[[ Data for review open ]]
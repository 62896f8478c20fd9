//! Hook contracts for observing orchestration calls.
//!
//! ```rust
//! use kengine::{NoopOrchestrationHooks, OrchestrationHooks};
//!
//! fn accepts_hooks(_hooks: &dyn OrchestrationHooks) {}
//!
//! let hooks = NoopOrchestrationHooks;
//! accepts_hooks(&hooks);
//! ```

use std::time::Duration;

use kcommon::TraceId;
use kprovider::BackendId;

use crate::OrchestrationFailure;

/// Identifies one orchestration call across all hook events.
#[derive(Debug, Clone, PartialEq, Eq)]
pub struct CallContext {
    pub trace_id: TraceId,
    pub tool: &'static str,
}

impl CallContext {
    pub fn new(tool: &'static str) -> Self {
        Self {
            trace_id: TraceId::generate(),
            tool,
        }
    }

    pub fn with_trace_id(mut self, trace_id: TraceId) -> Self {
        self.trace_id = trace_id;
        self
    }
}

#[derive(Debug, Clone, Copy, PartialEq, Eq, Hash)]
pub enum CallOperation {
    Complete,
    GenerateImage,
    SynthesizeSpeech,
    Speak,
}

impl CallOperation {
    pub fn as_str(self) -> &'static str {
        match self {
            Self::Complete => "complete",
            Self::GenerateImage => "generate_image",
            Self::SynthesizeSpeech => "synthesize_speech",
            Self::Speak => "speak",
        }
    }
}

#[derive(Debug, Clone, Copy, PartialEq, Eq, Hash)]
pub enum OutcomeKind {
    Success,
    Fallback,
    Failure,
}

impl OutcomeKind {
    pub fn as_str(self) -> &'static str {
        match self {
            Self::Success => "success",
            Self::Fallback => "fallback",
            Self::Failure => "failure",
        }
    }
}

pub trait OrchestrationHooks: Send + Sync {
    fn on_session_check(&self, _context: &CallContext, _signed_in: bool) {}

    fn on_sign_in(&self, _context: &CallContext, _succeeded: bool) {}

    fn on_call_start(
        &self,
        _context: &CallContext,
        _backend: BackendId,
        _operation: CallOperation,
        _step: &str,
    ) {
    }

    fn on_call_success(
        &self,
        _context: &CallContext,
        _backend: BackendId,
        _operation: CallOperation,
        _step: &str,
        _elapsed: Duration,
    ) {
    }

    fn on_call_failure(
        &self,
        _context: &CallContext,
        _backend: BackendId,
        _operation: CallOperation,
        _step: &str,
        _failure: &OrchestrationFailure,
        _elapsed: Duration,
    ) {
    }

    fn on_fallback(
        &self,
        _context: &CallContext,
        _from: BackendId,
        _to: BackendId,
        _failure: &OrchestrationFailure,
    ) {
    }

    fn on_outcome(
        &self,
        _context: &CallContext,
        _outcome: OutcomeKind,
        _failure: Option<&OrchestrationFailure>,
        _elapsed: Duration,
    ) {
    }
}

#[derive(Debug, Default, Clone, Copy)]
pub struct NoopOrchestrationHooks;

impl OrchestrationHooks for NoopOrchestrationHooks {}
[[ Data for review closed ]]
▸ **Task**
Find the lines above that contain the word "static" and copy each one.

▸ **Solution for this task**
    pub tool: &'static str,
    pub fn new(tool: &'static str) -> Self {
    pub fn as_str(self) -> &'static str {
    pub fn as_str(self) -> &'static str {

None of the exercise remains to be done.